Aber auch das Leben des Großschlächters Willy Friedrich Adam Schlichting währte nicht länger als das seiner bereits dahingegangenen Frau, die anderthalb Jahre älter war als er – so wurde auch Willy Schlichting nur 62 Jahre alt, starb am 23. Juli 1929 und wurde vier Tage darauf rechts neben seiner Frau im Rabattengrab No.97 ebenso in einfacher Grabestiefe beerdigt.
Wenngleich die Grabstätte mindestens bis zum April 1959 gelöst und bezahlt worden war, wurde aber bereits am 01. Dezember 1950 von einem Hinterbliebenen namens Blasius Schaab der Grabschein zurückgegeben und damit die Grabstätte aufgegeben, d.h., die Grabhügel wurden eingeebnet.

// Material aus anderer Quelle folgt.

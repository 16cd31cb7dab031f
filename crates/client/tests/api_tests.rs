//! Integration tests for the HTTP transport against an in-process fake
//! analysis service.

mod common;

use std::sync::Arc;
use std::time::Duration;

use assert_matches::assert_matches;
use axum::http::StatusCode;
use common::{spawn_raw_response, spawn_service, unreachable_url, FakeService};
use greenwatch_client::api::AnalysisApi;
use greenwatch_client::events::{AnalysisEvent, ChannelObserver};
use greenwatch_client::poller::{JobPoller, PollerConfig, PollerState};
use greenwatch_client::transport::{AnalysisTransport, TransportError, TransportErrorKind};
use greenwatch_core::analysis::AnalysisStatus;
use greenwatch_core::job::AnalysisJob;
use serde_json::json;

// ---------------------------------------------------------------------------
// Submit
// ---------------------------------------------------------------------------

#[tokio::test]
async fn submit_posts_company_name_and_returns_job() {
    let service = Arc::new(FakeService::default());
    let api = AnalysisApi::new(spawn_service(Arc::clone(&service)).await);

    let job = api.submit("Acme Co").await.unwrap();

    assert_eq!(job, AnalysisJob::new("t1"));
    let submitted = service.submitted.lock().unwrap().clone();
    assert_eq!(submitted, vec![json!({"company_name": "Acme Co"})]);
}

#[tokio::test]
async fn submit_non_2xx_is_http_error() {
    let service = Arc::new(FakeService::default());
    *service.submit_response.lock().unwrap() = Some((
        StatusCode::UNPROCESSABLE_ENTITY,
        json!({"detail": "company_name missing"}),
    ));
    let api = AnalysisApi::new(spawn_service(service).await);

    let err = api.submit("Acme Co").await.unwrap_err();

    assert_eq!(err.kind(), TransportErrorKind::Http);
    assert_eq!(err.status(), Some(422));
    assert_matches!(err, TransportError::Http { body, .. } if body.contains("company_name missing"));
}

#[tokio::test]
async fn submit_without_task_id_is_decode_error() {
    let service = Arc::new(FakeService::default());
    *service.submit_response.lock().unwrap() = Some((StatusCode::OK, json!({"id": "t1"})));
    let api = AnalysisApi::new(spawn_service(service).await);

    assert_matches!(api.submit("Acme Co").await, Err(TransportError::Decode(_)));
}

#[tokio::test]
async fn submit_with_empty_task_id_is_decode_error() {
    let service = Arc::new(FakeService::default());
    *service.submit_response.lock().unwrap() = Some((StatusCode::OK, json!({"task_id": ""})));
    let api = AnalysisApi::new(spawn_service(service).await);

    assert_matches!(api.submit("Acme Co").await, Err(TransportError::Decode(_)));
}

#[tokio::test]
async fn unreachable_service_is_network_error() {
    let api = AnalysisApi::new(unreachable_url().await);

    let err = api.submit("Acme Co").await.unwrap_err();
    assert_eq!(err.kind(), TransportErrorKind::Network);
    assert_eq!(err.status(), None);
}

// ---------------------------------------------------------------------------
// Status
// ---------------------------------------------------------------------------

#[tokio::test]
async fn fetch_status_returns_raw_payload() {
    let payload = json!({
        "status": "completed",
        "final_assessment": {"greenwash_score": 4, "summary": "Mixed."}
    });
    let service = FakeService::with_statuses(vec![(StatusCode::OK, payload.clone())]);
    let api = AnalysisApi::new(spawn_service(Arc::clone(&service)).await);

    let raw = api.fetch_status(&AnalysisJob::new("abc-123")).await.unwrap();

    assert_eq!(raw, payload);
    assert_eq!(*service.polled.lock().unwrap(), vec!["abc-123".to_string()]);
}

#[tokio::test]
async fn fetch_status_non_2xx_is_http_error() {
    let service = FakeService::with_statuses(vec![(
        StatusCode::INTERNAL_SERVER_ERROR,
        json!({"detail": "boom"}),
    )]);
    let api = AnalysisApi::new(spawn_service(service).await);

    let err = api.fetch_status(&AnalysisJob::new("t1")).await.unwrap_err();
    assert_eq!(err.status(), Some(500));
}

#[tokio::test]
async fn fetch_status_non_json_body_is_decode_error() {
    let url = spawn_raw_response(
        "HTTP/1.1 200 OK\r\ncontent-type: text/html\r\ncontent-length: 9\r\nconnection: close\r\n\r\nnot json!",
    )
    .await;
    let api = AnalysisApi::new(url);

    let err = api.fetch_status(&AnalysisJob::new("t1")).await.unwrap_err();
    assert_eq!(err.kind(), TransportErrorKind::Decode);
}

/// A connection dropped halfway through the body is a network failure.
#[tokio::test]
async fn fetch_status_truncated_body_is_network_error() {
    let url = spawn_raw_response(
        "HTTP/1.1 200 OK\r\ncontent-type: application/json\r\ncontent-length: 64\r\n\r\n{\"status\": \"run",
    )
    .await;
    let api = AnalysisApi::new(url);

    let err = api.fetch_status(&AnalysisJob::new("t1")).await.unwrap_err();
    assert_eq!(err.kind(), TransportErrorKind::Network);
}

// ---------------------------------------------------------------------------
// End to end
// ---------------------------------------------------------------------------

#[tokio::test]
async fn poller_runs_job_to_completion_over_http() {
    let service = FakeService::with_statuses(vec![
        (StatusCode::OK, json!({"status": "running"})),
        (StatusCode::OK, json!({"status": "running", "themes": ["Climate"]})),
        (
            StatusCode::OK,
            json!({
                "status": "completed",
                "final_report": [{"claim": "Net zero by 2030", "synthesis": "...", "status": "Verified"}],
                "final_assessment": {"greenwash_score": 3, "summary": "Credible."}
            }),
        ),
    ]);
    let api = AnalysisApi::new(spawn_service(Arc::clone(&service)).await);
    let (observer, mut rx) = ChannelObserver::new();
    let poller = JobPoller::new(
        Arc::new(api),
        Arc::new(observer),
        PollerConfig {
            interval: Duration::from_millis(10),
        },
    );

    poller.start("Acme Co").unwrap();
    assert_eq!(poller.wait().await, PollerState::Completed);

    let mut statuses = Vec::new();
    while let Ok(event) = rx.try_recv() {
        match event {
            AnalysisEvent::Update(snapshot) => statuses.push(snapshot.status()),
            AnalysisEvent::Error(message) => panic!("unexpected error: {message}"),
        }
    }
    assert_eq!(
        statuses,
        vec![
            AnalysisStatus::Running,
            AnalysisStatus::Running,
            AnalysisStatus::Completed
        ]
    );
    assert_eq!(service.polled.lock().unwrap().len(), 3);
}

#[tokio::test]
async fn poller_reports_unreachable_service_as_error() {
    let api = AnalysisApi::new(unreachable_url().await);
    let (observer, mut rx) = ChannelObserver::new();
    let poller = JobPoller::new(Arc::new(api), Arc::new(observer), PollerConfig::default());

    poller.start("Acme Co").unwrap();
    assert_eq!(poller.wait().await, PollerState::Errored);

    assert_matches!(rx.try_recv(), Ok(AnalysisEvent::Error(m)) if m.starts_with("Network error"));
    assert!(rx.try_recv().is_err());
}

Mit einigem Aufwand erfolgte in jener Zeit der Abbau des Grabmales und dessen Verbringung an einen anderen Ort, der sich vermutlich in süddeutschen Gefilden befand und dort für gutes Geld den Eigentümer wechselte.
Allein durch den Umstand, dass das gewaltige Betonfundament im Bereich der Grabstätte blieb, wurde die Grabstätte von der Friedhofsverwaltung für Nachbestattungen gesperrt, wodurch die beiden Gräber der einst kinderlosen Eheleute Schlichting bis heute seit nunmehr bald hundert Jahren unberührt geblieben sind und so mögen sie ruhen in Frieden.